* [What is being asked]
Scan the entries for "seeded". Every line that holds it is to be copied.

Collected data entries
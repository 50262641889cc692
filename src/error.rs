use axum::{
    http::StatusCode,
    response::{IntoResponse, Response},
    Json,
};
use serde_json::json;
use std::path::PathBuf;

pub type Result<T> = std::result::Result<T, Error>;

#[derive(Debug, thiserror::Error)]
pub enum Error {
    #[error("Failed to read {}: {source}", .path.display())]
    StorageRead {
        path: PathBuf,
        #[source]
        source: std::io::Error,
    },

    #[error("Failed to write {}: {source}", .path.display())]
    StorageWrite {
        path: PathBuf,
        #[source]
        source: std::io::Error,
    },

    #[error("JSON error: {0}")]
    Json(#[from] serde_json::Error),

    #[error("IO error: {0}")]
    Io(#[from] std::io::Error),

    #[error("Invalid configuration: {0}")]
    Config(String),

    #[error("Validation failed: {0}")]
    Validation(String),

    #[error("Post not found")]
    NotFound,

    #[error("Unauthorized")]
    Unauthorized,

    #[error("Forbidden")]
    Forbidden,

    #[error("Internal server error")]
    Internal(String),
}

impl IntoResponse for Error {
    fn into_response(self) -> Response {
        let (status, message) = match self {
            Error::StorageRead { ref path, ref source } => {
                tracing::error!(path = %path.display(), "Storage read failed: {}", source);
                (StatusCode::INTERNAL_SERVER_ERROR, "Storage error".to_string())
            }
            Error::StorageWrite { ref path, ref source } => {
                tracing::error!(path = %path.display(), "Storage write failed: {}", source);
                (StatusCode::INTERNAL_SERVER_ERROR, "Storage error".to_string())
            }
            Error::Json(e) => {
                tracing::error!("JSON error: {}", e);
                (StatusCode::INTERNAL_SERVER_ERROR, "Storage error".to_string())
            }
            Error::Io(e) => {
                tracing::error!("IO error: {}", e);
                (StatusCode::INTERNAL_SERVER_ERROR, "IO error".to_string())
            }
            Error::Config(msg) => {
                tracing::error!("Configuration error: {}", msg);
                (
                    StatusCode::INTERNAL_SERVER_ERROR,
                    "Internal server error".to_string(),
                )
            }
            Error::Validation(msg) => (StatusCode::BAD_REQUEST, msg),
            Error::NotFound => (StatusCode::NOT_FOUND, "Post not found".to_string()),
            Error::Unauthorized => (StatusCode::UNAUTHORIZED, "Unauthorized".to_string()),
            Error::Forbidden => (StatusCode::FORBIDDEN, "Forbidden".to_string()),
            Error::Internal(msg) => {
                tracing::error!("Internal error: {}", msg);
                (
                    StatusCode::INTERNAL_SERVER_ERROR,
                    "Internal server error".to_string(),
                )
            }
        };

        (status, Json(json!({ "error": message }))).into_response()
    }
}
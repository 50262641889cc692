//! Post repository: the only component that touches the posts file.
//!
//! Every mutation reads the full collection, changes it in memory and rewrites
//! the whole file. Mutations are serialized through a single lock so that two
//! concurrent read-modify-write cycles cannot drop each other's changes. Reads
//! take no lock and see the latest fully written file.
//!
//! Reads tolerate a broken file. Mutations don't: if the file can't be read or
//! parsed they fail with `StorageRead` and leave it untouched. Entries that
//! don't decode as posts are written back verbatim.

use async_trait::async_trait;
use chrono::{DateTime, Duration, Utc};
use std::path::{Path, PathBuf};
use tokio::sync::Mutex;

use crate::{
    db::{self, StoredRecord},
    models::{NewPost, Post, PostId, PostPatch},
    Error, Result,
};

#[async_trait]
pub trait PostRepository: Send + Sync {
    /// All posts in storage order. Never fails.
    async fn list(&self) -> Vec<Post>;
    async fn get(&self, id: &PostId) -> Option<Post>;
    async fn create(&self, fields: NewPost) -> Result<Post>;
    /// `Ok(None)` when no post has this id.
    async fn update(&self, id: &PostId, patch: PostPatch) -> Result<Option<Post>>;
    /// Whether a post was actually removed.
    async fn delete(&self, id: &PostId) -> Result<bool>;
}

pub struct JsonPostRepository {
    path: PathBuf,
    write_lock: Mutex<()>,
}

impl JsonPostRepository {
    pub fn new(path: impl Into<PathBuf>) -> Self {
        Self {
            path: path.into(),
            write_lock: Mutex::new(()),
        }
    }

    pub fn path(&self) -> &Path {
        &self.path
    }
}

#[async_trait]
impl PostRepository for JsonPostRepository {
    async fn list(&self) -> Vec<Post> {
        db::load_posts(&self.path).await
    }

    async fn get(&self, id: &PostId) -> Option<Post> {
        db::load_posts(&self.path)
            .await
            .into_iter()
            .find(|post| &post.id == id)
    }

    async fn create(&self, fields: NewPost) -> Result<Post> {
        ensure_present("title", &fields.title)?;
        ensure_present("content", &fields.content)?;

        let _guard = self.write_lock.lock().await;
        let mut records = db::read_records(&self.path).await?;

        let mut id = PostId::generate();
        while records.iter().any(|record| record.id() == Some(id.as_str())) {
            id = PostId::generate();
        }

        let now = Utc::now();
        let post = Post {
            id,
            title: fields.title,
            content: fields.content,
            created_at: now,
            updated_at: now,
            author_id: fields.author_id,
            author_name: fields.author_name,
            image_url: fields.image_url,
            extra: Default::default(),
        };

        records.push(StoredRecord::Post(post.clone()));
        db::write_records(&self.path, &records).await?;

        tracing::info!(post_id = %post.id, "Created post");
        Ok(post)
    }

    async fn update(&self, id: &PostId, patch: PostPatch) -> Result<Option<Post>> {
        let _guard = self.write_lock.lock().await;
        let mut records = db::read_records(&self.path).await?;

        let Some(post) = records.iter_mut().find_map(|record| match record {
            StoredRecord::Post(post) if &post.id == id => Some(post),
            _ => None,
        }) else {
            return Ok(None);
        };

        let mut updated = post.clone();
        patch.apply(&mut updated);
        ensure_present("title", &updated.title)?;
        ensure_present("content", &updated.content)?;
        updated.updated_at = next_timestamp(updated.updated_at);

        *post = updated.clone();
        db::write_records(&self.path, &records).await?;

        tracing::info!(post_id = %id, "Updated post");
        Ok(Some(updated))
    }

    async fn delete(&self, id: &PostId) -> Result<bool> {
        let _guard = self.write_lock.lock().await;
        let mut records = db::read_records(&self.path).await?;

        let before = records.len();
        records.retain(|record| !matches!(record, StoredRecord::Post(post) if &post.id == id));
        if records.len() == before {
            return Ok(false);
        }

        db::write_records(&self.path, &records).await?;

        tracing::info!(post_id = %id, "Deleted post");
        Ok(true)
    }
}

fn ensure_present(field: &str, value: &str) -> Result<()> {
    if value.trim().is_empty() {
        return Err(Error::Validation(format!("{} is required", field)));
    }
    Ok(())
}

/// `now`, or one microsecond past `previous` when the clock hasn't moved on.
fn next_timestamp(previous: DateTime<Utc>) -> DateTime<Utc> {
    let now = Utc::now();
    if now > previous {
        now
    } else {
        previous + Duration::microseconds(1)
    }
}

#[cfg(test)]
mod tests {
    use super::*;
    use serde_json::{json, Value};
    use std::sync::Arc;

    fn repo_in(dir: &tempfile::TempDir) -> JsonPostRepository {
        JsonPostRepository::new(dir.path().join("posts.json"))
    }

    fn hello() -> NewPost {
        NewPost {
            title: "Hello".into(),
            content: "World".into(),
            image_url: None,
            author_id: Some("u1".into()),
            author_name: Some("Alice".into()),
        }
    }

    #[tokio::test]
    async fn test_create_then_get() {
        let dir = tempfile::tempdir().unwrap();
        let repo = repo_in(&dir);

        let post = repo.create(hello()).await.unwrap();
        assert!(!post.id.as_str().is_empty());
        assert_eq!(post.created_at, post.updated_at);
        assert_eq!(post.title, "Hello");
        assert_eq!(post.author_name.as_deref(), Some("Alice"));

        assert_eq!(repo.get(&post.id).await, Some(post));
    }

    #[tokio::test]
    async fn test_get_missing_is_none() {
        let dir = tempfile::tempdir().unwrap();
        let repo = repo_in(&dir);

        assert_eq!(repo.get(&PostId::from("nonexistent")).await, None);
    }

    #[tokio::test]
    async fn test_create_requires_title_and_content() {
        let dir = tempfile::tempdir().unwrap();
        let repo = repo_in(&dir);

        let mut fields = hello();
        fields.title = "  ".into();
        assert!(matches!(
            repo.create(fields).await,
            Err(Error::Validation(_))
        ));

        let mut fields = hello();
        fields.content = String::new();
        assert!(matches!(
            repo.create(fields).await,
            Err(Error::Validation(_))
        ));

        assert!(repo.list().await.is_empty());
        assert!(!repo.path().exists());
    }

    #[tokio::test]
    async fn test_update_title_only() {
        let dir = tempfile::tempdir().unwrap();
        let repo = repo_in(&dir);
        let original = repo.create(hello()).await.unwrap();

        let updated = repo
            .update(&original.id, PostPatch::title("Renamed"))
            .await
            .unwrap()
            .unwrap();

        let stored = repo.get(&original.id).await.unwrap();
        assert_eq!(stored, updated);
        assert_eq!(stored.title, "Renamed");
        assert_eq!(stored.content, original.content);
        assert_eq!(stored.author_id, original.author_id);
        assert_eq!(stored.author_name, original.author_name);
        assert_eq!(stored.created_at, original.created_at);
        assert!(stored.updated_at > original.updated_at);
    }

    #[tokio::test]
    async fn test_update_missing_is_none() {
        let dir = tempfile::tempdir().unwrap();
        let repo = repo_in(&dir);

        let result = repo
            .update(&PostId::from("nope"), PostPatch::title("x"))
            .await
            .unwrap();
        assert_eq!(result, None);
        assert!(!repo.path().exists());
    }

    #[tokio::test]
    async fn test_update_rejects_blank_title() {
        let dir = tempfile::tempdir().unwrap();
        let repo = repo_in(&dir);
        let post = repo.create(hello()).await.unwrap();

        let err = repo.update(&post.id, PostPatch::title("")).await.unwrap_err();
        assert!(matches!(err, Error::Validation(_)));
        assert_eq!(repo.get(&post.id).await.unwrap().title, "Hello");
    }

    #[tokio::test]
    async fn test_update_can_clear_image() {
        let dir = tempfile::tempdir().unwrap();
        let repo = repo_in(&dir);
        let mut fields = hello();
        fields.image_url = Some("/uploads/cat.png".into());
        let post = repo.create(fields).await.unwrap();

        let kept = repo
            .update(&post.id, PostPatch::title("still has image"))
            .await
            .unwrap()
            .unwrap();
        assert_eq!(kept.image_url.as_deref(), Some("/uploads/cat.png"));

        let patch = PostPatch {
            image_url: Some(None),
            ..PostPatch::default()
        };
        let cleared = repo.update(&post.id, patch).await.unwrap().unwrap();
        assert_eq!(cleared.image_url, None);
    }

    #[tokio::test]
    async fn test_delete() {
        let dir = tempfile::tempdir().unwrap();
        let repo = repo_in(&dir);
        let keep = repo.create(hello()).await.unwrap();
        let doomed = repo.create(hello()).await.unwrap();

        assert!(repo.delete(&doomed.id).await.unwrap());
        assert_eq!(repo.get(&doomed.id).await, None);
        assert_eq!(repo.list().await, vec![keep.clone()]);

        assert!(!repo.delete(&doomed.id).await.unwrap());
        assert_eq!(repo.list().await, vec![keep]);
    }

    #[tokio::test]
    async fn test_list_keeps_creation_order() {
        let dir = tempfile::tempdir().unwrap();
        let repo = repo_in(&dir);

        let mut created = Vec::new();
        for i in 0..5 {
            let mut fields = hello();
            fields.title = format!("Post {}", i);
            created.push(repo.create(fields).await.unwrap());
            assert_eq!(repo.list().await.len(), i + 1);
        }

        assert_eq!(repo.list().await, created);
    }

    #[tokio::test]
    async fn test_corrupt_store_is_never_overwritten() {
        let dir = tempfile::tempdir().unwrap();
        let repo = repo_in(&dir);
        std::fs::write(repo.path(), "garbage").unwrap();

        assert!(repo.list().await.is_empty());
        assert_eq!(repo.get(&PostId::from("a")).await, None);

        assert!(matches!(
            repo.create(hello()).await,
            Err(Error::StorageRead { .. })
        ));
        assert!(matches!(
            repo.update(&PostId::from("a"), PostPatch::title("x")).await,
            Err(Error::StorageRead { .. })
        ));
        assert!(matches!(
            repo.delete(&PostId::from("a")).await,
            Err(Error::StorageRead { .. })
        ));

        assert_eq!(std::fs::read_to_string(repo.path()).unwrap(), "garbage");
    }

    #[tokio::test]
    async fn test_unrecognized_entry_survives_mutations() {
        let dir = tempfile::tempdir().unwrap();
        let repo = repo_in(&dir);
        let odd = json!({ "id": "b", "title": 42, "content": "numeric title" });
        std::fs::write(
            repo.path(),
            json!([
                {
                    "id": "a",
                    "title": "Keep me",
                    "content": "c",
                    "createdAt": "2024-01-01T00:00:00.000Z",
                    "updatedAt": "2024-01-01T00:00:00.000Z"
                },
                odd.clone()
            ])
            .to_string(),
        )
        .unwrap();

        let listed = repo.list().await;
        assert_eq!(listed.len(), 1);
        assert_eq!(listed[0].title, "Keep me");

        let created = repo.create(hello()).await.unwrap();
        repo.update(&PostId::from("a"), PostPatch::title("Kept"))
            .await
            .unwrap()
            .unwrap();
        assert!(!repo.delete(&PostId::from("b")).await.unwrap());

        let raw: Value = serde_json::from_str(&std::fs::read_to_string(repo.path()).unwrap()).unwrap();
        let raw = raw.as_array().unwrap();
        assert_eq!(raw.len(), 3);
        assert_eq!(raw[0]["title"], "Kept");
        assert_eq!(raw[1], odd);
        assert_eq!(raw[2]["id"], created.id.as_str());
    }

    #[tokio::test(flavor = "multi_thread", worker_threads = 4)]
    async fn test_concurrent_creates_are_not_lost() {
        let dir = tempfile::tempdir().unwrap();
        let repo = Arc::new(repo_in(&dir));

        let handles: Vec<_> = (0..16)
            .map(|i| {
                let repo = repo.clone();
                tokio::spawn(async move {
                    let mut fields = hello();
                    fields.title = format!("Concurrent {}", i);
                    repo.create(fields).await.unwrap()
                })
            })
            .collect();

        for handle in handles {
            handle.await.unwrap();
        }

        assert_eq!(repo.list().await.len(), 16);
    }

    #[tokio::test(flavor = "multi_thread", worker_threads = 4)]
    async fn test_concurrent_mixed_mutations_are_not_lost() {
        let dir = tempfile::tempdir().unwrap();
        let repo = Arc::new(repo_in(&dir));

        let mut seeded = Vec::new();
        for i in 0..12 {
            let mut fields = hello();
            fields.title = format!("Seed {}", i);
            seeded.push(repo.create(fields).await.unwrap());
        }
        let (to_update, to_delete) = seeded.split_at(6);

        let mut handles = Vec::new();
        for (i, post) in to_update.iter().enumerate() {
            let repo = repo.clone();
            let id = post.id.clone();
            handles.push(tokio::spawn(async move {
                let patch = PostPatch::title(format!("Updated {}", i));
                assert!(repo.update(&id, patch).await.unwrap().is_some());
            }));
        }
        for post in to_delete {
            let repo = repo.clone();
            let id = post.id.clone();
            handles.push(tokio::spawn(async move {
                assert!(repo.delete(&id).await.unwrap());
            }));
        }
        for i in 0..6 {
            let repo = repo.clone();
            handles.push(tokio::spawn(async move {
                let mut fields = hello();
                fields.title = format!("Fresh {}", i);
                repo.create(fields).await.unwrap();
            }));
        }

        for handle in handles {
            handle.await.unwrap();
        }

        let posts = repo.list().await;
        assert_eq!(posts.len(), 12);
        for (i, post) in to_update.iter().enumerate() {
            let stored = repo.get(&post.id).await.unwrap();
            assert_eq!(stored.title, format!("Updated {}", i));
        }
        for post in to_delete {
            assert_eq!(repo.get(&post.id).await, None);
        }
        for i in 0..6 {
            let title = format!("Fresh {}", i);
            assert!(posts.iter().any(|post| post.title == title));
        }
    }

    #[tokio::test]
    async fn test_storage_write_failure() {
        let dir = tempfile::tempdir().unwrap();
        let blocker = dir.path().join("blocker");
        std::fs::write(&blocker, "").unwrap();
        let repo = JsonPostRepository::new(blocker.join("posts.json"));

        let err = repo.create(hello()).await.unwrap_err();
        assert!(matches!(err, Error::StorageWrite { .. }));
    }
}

* [Answer to the problem]
        let mut seeded = Vec::new();
            seeded.push(repo.create(fields).await.unwrap());
        let (to_update, to_delete) = seeded.split_at(6);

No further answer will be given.